━━━ Extracted data ━━━
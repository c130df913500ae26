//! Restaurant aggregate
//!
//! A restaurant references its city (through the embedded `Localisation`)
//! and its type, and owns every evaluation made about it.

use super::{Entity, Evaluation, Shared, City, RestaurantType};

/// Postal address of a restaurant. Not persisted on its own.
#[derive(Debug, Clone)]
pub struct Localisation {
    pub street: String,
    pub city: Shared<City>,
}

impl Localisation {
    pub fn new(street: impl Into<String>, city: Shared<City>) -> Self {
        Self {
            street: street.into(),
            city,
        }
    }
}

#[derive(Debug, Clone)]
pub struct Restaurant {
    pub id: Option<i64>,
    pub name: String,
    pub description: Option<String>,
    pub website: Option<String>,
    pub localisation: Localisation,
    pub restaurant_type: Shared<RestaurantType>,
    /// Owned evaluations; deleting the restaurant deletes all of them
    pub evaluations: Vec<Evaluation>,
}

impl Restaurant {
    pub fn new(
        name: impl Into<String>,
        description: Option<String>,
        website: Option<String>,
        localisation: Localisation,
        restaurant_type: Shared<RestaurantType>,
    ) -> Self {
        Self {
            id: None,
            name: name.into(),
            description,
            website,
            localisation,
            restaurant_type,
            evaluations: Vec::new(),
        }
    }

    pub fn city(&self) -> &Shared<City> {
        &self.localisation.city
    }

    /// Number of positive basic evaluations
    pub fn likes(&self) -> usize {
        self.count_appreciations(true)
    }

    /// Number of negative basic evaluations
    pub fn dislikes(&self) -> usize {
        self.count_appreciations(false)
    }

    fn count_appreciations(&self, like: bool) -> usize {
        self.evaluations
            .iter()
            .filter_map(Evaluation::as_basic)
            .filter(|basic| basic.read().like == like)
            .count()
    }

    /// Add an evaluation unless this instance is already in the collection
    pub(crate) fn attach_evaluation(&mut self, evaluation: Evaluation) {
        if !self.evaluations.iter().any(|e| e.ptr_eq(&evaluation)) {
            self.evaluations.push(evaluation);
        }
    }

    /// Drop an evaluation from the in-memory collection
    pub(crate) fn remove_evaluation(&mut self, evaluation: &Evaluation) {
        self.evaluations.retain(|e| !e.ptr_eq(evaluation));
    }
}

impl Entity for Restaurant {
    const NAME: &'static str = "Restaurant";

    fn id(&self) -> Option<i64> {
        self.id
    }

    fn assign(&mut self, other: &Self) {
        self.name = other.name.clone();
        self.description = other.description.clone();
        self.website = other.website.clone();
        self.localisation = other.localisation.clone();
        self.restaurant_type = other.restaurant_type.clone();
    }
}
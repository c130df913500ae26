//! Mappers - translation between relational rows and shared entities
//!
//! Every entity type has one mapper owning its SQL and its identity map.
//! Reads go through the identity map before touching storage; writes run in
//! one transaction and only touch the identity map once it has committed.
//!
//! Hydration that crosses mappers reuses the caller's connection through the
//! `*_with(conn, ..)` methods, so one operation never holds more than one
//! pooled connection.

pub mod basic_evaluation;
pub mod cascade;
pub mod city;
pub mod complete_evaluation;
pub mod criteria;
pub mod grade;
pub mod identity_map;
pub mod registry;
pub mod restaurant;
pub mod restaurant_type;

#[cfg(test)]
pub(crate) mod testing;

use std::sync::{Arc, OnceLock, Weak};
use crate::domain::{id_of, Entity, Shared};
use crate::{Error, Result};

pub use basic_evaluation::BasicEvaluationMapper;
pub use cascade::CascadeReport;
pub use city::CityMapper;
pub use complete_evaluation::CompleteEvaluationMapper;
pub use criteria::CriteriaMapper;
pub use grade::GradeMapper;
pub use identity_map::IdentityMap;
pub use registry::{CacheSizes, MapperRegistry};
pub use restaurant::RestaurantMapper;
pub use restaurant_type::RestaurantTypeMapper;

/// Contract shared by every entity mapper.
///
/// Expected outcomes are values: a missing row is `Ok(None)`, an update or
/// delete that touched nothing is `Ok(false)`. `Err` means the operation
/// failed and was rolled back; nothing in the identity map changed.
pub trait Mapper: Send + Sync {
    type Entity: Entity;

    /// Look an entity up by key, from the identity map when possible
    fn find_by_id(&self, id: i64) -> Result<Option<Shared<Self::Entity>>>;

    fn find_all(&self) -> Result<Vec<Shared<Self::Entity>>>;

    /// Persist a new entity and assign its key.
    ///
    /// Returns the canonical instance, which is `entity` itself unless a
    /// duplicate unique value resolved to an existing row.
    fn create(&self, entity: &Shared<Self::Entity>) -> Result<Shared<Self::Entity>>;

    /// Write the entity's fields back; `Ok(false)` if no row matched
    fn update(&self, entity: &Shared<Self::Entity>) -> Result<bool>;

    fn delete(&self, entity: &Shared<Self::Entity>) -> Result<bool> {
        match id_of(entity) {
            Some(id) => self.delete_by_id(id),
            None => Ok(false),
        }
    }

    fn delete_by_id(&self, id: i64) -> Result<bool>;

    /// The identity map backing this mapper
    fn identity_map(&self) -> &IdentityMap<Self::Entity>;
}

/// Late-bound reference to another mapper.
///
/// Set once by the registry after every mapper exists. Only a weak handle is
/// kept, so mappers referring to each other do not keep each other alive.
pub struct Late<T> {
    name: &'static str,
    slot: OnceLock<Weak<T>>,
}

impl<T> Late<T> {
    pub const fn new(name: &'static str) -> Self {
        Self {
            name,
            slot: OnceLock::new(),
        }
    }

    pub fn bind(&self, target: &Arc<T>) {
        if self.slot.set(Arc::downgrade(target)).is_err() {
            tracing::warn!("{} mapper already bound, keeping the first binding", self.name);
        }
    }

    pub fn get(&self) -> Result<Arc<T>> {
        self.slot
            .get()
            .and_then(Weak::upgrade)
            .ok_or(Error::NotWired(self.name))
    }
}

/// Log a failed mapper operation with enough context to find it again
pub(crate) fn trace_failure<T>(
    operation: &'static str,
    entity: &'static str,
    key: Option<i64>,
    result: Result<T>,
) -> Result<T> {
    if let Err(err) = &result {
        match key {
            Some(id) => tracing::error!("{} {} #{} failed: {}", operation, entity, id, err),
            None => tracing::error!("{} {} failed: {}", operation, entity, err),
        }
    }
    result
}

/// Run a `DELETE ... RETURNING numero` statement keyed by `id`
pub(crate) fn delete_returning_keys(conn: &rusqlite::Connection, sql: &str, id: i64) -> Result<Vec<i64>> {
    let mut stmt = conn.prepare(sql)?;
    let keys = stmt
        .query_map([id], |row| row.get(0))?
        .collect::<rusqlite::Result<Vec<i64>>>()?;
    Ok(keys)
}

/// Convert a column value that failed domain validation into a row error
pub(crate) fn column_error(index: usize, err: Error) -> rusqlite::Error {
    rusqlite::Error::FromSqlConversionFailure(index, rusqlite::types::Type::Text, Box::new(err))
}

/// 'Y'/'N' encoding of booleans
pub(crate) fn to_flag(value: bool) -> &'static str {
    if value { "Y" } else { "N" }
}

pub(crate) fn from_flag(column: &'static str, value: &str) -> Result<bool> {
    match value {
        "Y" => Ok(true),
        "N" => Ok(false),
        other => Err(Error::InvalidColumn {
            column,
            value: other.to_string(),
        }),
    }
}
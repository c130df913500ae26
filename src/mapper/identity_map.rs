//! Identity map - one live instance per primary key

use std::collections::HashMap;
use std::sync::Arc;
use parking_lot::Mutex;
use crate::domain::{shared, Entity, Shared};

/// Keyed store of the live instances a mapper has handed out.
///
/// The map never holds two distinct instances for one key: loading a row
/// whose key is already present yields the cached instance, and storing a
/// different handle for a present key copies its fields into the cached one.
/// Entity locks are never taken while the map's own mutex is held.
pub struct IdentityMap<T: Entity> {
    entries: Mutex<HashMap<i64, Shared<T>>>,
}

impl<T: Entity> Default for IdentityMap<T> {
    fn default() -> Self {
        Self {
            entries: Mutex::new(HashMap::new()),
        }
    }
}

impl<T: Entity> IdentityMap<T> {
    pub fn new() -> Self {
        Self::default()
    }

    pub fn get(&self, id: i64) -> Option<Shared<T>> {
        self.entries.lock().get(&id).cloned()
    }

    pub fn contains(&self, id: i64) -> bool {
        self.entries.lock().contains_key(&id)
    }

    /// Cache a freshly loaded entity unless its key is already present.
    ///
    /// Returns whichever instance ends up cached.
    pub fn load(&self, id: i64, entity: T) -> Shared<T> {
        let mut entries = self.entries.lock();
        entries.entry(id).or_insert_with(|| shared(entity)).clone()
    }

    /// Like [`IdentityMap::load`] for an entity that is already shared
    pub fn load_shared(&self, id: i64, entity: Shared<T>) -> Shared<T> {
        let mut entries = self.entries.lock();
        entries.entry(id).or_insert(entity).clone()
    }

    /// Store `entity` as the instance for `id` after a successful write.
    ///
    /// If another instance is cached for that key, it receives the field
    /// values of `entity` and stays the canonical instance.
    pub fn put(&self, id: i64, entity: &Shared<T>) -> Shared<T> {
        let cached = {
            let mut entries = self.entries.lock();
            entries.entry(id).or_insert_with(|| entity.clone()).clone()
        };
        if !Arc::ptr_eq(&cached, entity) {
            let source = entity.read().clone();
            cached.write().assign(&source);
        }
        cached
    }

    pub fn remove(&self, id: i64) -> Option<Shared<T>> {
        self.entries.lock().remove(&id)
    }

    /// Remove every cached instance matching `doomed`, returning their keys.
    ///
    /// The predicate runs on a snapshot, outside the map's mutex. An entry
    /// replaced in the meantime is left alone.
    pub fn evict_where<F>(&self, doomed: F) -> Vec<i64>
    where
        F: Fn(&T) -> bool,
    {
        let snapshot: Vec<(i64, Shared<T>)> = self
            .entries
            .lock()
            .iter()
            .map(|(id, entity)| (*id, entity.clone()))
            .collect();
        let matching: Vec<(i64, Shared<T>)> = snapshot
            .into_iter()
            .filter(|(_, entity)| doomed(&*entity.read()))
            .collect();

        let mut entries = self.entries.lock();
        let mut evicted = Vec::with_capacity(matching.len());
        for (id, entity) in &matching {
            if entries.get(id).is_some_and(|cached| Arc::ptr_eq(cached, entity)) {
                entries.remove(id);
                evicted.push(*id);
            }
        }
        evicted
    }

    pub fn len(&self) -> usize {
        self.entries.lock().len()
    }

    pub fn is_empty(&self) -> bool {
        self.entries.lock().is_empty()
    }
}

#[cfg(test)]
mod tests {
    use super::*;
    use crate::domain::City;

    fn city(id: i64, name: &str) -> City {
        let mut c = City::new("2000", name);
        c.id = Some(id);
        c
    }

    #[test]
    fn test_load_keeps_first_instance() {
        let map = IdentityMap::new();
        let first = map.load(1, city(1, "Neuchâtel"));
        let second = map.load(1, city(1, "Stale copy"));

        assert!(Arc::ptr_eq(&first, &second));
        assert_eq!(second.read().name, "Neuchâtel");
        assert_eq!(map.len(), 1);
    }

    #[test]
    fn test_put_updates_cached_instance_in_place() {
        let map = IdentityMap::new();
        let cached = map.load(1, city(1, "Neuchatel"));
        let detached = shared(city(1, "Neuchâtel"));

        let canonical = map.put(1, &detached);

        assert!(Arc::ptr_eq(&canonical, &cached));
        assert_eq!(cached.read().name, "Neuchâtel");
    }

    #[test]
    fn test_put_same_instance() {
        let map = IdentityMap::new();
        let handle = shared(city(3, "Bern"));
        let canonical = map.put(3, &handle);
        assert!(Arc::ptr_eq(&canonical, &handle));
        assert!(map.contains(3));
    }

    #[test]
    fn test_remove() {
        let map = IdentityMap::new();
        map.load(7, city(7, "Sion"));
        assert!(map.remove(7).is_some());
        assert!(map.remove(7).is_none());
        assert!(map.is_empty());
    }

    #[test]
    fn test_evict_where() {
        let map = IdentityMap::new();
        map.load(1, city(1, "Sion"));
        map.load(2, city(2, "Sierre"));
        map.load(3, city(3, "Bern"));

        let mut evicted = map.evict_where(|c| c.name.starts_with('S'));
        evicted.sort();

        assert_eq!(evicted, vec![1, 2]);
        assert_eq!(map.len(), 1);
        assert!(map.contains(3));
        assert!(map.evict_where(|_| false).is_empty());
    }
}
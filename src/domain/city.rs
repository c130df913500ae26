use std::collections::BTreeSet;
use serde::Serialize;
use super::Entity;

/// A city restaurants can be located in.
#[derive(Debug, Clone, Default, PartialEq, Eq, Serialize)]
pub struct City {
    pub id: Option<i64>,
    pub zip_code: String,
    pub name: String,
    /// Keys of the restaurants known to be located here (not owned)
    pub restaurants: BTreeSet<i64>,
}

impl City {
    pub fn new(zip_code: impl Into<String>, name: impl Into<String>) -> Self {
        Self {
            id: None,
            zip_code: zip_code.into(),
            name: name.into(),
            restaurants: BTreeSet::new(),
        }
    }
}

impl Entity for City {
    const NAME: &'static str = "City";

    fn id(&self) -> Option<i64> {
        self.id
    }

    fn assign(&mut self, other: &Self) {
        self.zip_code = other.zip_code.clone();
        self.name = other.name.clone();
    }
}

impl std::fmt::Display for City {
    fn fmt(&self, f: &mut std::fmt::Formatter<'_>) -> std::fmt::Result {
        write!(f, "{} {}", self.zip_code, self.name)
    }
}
━━━
### What the task requires
Using the records above, output exactly the lines from the one containing "impl Entity for City" through the last line, and no others.

### Task output
impl Entity for City {
    const NAME: &'static str = "City";

    fn id(&self) -> Option<i64> {
        self.id
    }

    fn assign(&mut self, other: &Self) {
        self.zip_code = other.zip_code.clone();
        self.name = other.name.clone();
    }
}

impl std::fmt::Display for City {
    fn fmt(&self, f: &mut std::fmt::Formatter<'_>) -> std::fmt::Result {
        write!(f, "{} {}", self.zip_code, self.name)
    }
}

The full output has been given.